Provided records:
┌──

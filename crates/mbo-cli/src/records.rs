//! Record loading from delimited input files
//!
//! Turns one or more CSV files into an ordered sequence of [`ObjectRecord`]s.
//! Each row describes one MISP object: the `object` column names the template
//! kind, `distribution` and `comment` are per-object overrides, and every
//! other non-empty column contributes one (name, value) field.
//!
//! Multiple columns can feed the same field name by suffixing the header with
//! `__<anything>` (e.g. `ip__1`, `ip__2` both produce `ip`). That convention
//! is load-bearing for existing spreadsheets, so it lives in exactly one
//! function: [`field_base_name`].

use crate::error::{CliError, Result};
use std::path::Path;

/// Reserved column: names the object template kind.
const KIND_COLUMN: &str = "object";
/// Reserved column: per-object distribution override.
const DISTRIBUTION_COLUMN: &str = "distribution";
/// Reserved column: per-object comment.
const COMMENT_COLUMN: &str = "comment";

/// One row group from the input, representing one object to submit.
///
/// Immutable once built; `distribution` and `comment` are applied to the
/// generated object right before dispatch.
#[derive(Debug, Clone, PartialEq, Eq)]
pub struct ObjectRecord {
    /// Lower-cased template name this record should match
    pub kind: String,

    /// Override for the distribution level of this object
    pub distribution: Option<String>,

    /// Free-text annotation
    pub comment: Option<String>,

    /// Ordered (name, value) pairs, one per non-empty data column.
    /// Duplicate names are kept, not merged.
    pub fields: Vec<(String, String)>,
}

/// Strip the `__` disambiguation suffix from a column header and lower-case it.
///
/// `ip__1` -> `ip`, `Name__dst` -> `name`, `sha256` -> `sha256`.
pub fn field_base_name(header: &str) -> String {
    header
        .split("__")
        .next()
        .unwrap_or(header)
        .to_lowercase()
}

/// Load object records from one or more delimited files.
///
/// Files are processed in argument order and rows in file order; the result
/// is a plain concatenation, never an interleaving. Any failure aborts the
/// whole run with no partial result.
///
/// In `strict` mode a row whose field count differs from the header fails
/// with [`CliError::MalformedRow`]; otherwise extra cells are ignored and
/// missing cells are treated as absent.
pub fn load_records(
    paths: &[impl AsRef<Path>],
    delimiter: u8,
    quote: u8,
    strict: bool,
) -> Result<Vec<ObjectRecord>> {
    let mut records = Vec::new();

    for path in paths {
        let path = path.as_ref();
        if !path.exists() {
            return Err(CliError::FileNotFound(path.display().to_string()));
        }

        load_file(path, delimiter, quote, strict, &mut records)?;
    }

    Ok(records)
}

fn load_file(
    path: &Path,
    delimiter: u8,
    quote: u8,
    strict: bool,
    out: &mut Vec<ObjectRecord>,
) -> Result<()> {
    let mut reader = csv::ReaderBuilder::new()
        .delimiter(delimiter)
        .quote(quote)
        .flexible(!strict)
        .from_path(path)?;

    let headers = reader.headers()?.clone();

    let kind_idx = headers.iter().position(|h| h == KIND_COLUMN);
    let dist_idx = headers.iter().position(|h| h == DISTRIBUTION_COLUMN);
    let comment_idx = headers.iter().position(|h| h == COMMENT_COLUMN);

    // No `object` column means no row in this file can produce a record.
    let Some(kind_idx) = kind_idx else {
        tracing::warn!(file = %path.display(), "Input has no 'object' column, skipping file");
        return Ok(());
    };

    for row in reader.records() {
        let row = row.map_err(|e| malformed_or_csv(e, path))?;

        let kind = row.get(kind_idx).unwrap_or("");
        if kind.is_empty() || kind.starts_with('#') {
            continue;
        }

        let mut fields = Vec::new();
        for (i, header) in headers.iter().enumerate() {
            if i == kind_idx || Some(i) == dist_idx || Some(i) == comment_idx {
                continue;
            }
            // Lenient mode: a short row simply has no cell here.
            let value = row.get(i).unwrap_or("");
            if !value.is_empty() {
                fields.push((field_base_name(header), value.to_string()));
            }
        }

        out.push(ObjectRecord {
            kind: kind.to_lowercase(),
            distribution: dist_idx
                .and_then(|i| row.get(i))
                .filter(|v| !v.is_empty())
                .map(String::from),
            comment: comment_idx
                .and_then(|i| row.get(i))
                .filter(|v| !v.is_empty())
                .map(String::from),
            fields,
        });
    }

    Ok(())
}

/// Map a csv error to [`CliError::MalformedRow`] when it is a strict-mode
/// field-count mismatch, passing everything else through as a parse error.
fn malformed_or_csv(err: csv::Error, path: &Path) -> CliError {
    if let csv::ErrorKind::UnequalLengths {
        pos,
        expected_len,
        len,
    } = err.kind()
    {
        return CliError::MalformedRow {
            file: path.display().to_string(),
            line: pos.as_ref().map(|p| p.line()).unwrap_or(0),
            detail: format!("expected {} fields, got {}", expected_len, len),
        };
    }

    CliError::Csv(err)
}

└──

What this task involves: Every line of the entries above that includes "MalformedRow" should be copied.

Exercise result:
/// with [`CliError::MalformedRow`]; otherwise extra cells are ignored and
/// Map a csv error to [`CliError::MalformedRow`] when it is a strict-mode
        return CliError::MalformedRow {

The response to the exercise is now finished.